Противовесом импотенции и старческому вуайеризму изжитой культуры ("старое" насилие) может служить лишь одно — насилие "новое". Сегодняшний герой не играет в прятки с реальностью и не взрывает в мечтах буржуазный мир. Он запросто переходит от виртуального насилия к практическому и почти не замечает границы. "Новое насилие" парадоксальным образом лишено элемента жестокости — так же как «новая эротика» совсем не эротична. Она снова становится таковой лишь благодаря визуальному насилию, которое и замыкает порочный круг.
Ханеке отказывается вместе с другими идти по этому кругу. Его бесит, что при всех новациях суть и характер контекста в современном "кино преступлений" почти не изменились по сравнению с литературой прошлого века — с пронизывающим ее рационализмом и поиском разумных ответов. Если же говорить о маргинальной "школе Тарантино", то здесь насилие и половая агрессия окончательно формализуются, переходя в жанровую плоскость и превращаясь в абстрактную игру кровавых марионеток.
Насилие в фильмах австрийского режиссера интригует и парализует загадочностью, ускользающей от оценок иррациональной природой — при внешней сухости и социальной конкретности изложения "истории". Ужас многократно усугубляется тем, что ханекевские "триллеры" статичны, безжанровы и бессюжетны; их герои убивают просто так, даже не получая от этого процесса удовольствия.
Еще один из "триллеров" Ханеке появился на фестивальных экранах в 1994-м году, замкнув трилогию, начатую "Седьмым континентом". Фильм называется "71 фрагмент хронологии случайности" и действительно состоит из 71 кадра разной длительности — от нескольких секунд до нескольких минут. При переходе от кадра к кадру экран гаснет, и на мгновение воцаряется мрак.
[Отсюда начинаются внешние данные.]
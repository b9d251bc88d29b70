//! Raw driver buffers to RGB bitmaps.

use image::{ImageFormat, RgbImage};

use crate::traits::{CameraError, Format, FourCC, Frame, Result};

/// Pixel formats [`decode_frame`] understands.
pub const SUPPORTED_FORMATS: [FourCC; 4] = [FourCC::YUYV, FourCC::MJPG, FourCC::JPEG, FourCC::RGB3];

/// Whether frames in `fourcc` can be decoded.
pub fn is_supported(fourcc: FourCC) -> bool {
    SUPPORTED_FORMATS.contains(&fourcc)
}

/// Decode a raw frame captured in `format` into an 8-bit RGB image.
///
/// Packed formats are read row by row using the driver's stride, so padded
/// lines are handled. Compressed formats carry their own dimensions, which
/// win over `format`.
pub fn decode_frame(frame: &Frame, format: &Format) -> Result<RgbImage> {
    let data = frame.payload();
    if data.is_empty() {
        return Err(CameraError::DecodeError("empty frame buffer".to_owned()));
    }

    match format.fourcc {
        FourCC::YUYV => decode_yuyv(data, format),
        FourCC::RGB3 => decode_rgb3(data, format),
        FourCC::MJPG | FourCC::JPEG => image::load_from_memory_with_format(data, ImageFormat::Jpeg)
            .map(|img| img.to_rgb8())
            .map_err(|err| CameraError::DecodeError(err.to_string())),
        other => Err(CameraError::FormatNotSupported(Format::new(
            format.width,
            format.height,
            other,
        ))),
    }
}

fn row_stride(format: &Format, bytes_per_pixel: u32) -> usize {
    let packed = format.width.saturating_mul(bytes_per_pixel);
    format.stride.max(packed) as usize
}

fn short_buffer(len: usize, format: &Format) -> CameraError {
    CameraError::DecodeError(format!(
        "buffer of {len} bytes too small for {}x{} {}",
        format.width, format.height, format.fourcc
    ))
}

fn decode_yuyv(data: &[u8], format: &Format) -> Result<RgbImage> {
    let stride = row_stride(format, 2);
    let row_len = format.width as usize * 2;
    let mut rgb = Vec::with_capacity(format.width as usize * format.height as usize * 3);

    for row in 0..format.height as usize {
        let start = row * stride;
        let line = data
            .get(start..start + row_len)
            .ok_or_else(|| short_buffer(data.len(), format))?;

        // YUYV format: [Y0 U Y1 V] repeats, each pair of pixels shares U and V
        for chunk in line.chunks_exact(4) {
            if let [y0, u, y1, v] = *chunk {
                let (r, g, b) = yuv_to_rgb(y0, u, v);
                rgb.extend_from_slice(&[r, g, b]);
                let (r, g, b) = yuv_to_rgb(y1, u, v);
                rgb.extend_from_slice(&[r, g, b]);
            }
        }
        // Odd widths end on half a macropixel (Y, U) with no V sample.
        if format.width % 2 == 1 {
            if let [.., y, u] = *line {
                let (r, g, b) = yuv_to_rgb(y, u, 128);
                rgb.extend_from_slice(&[r, g, b]);
            }
        }
    }

    RgbImage::from_raw(format.width, format.height, rgb)
        .ok_or_else(|| short_buffer(data.len(), format))
}

fn decode_rgb3(data: &[u8], format: &Format) -> Result<RgbImage> {
    let stride = row_stride(format, 3);
    let row_len = format.width as usize * 3;
    let mut rgb = Vec::with_capacity(row_len * format.height as usize);

    for row in 0..format.height as usize {
        let start = row * stride;
        let line = data
            .get(start..start + row_len)
            .ok_or_else(|| short_buffer(data.len(), format))?;
        rgb.extend_from_slice(line);
    }

    RgbImage::from_raw(format.width, format.height, rgb)
        .ok_or_else(|| short_buffer(data.len(), format))
}

/// Convert YUV values to RGB.
///
/// Uses the ITU-R BT.601 conversion formula.
///
/// # Arguments
///
/// * `y` - Luminance value (16-235 for studio range)
/// * `u` - Blue-difference chroma value (16-240)
/// * `v` - Red-difference chroma value (16-240)
///
/// # Returns
///
/// RGB tuple with values clamped to 0-255 range.
#[must_use]
#[allow(clippy::many_single_char_names)]
pub fn yuv_to_rgb(y: u8, u: u8, v: u8) -> (u8, u8, u8) {
    let y_f = f32::from(y);
    let u_f = f32::from(u) - 128.0;
    let v_f = f32::from(v) - 128.0;

    let r = 1.402f32.mul_add(v_f, y_f);
    let g = 0.714_14f32.mul_add(-v_f, 0.344_14f32.mul_add(-u_f, y_f));
    let b = 1.772f32.mul_add(u_f, y_f);

    #[allow(clippy::cast_possible_truncation, clippy::cast_sign_loss)]
    let clamp = |val: f32| -> u8 { val.round().clamp(0.0, 255.0) as u8 };

    (clamp(r), clamp(g), clamp(b))
}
Один из последних в этой дискретной череде кадров фиксирует убийство, реконструированное по венской уголовной хронике. На Рождество 1993 года 19-летний студент расстрелял в банке нескольких незнакомых людей, не преследуя при этом никаких вразумительных целей. Предшествующие кадры знакомят зрителей с теми, чьи жизни сойдутся в роковой точке в момент катастрофы. Среди них работница банка, ненавидящая своего престарелого отца и наказывающая его одиночеством; тупо влачащая совместную жизнь супружеская пара; сам студент, спасающийся от депрессии нескончаемой игрой в пинг-понг с автоматом. Картину дегуманизированного общества дополняют сюжеты телехроники: этнические чистки в Боснии, скандал с Майклом Джексоном и прочее, занимавшее умы человечества в 93-м.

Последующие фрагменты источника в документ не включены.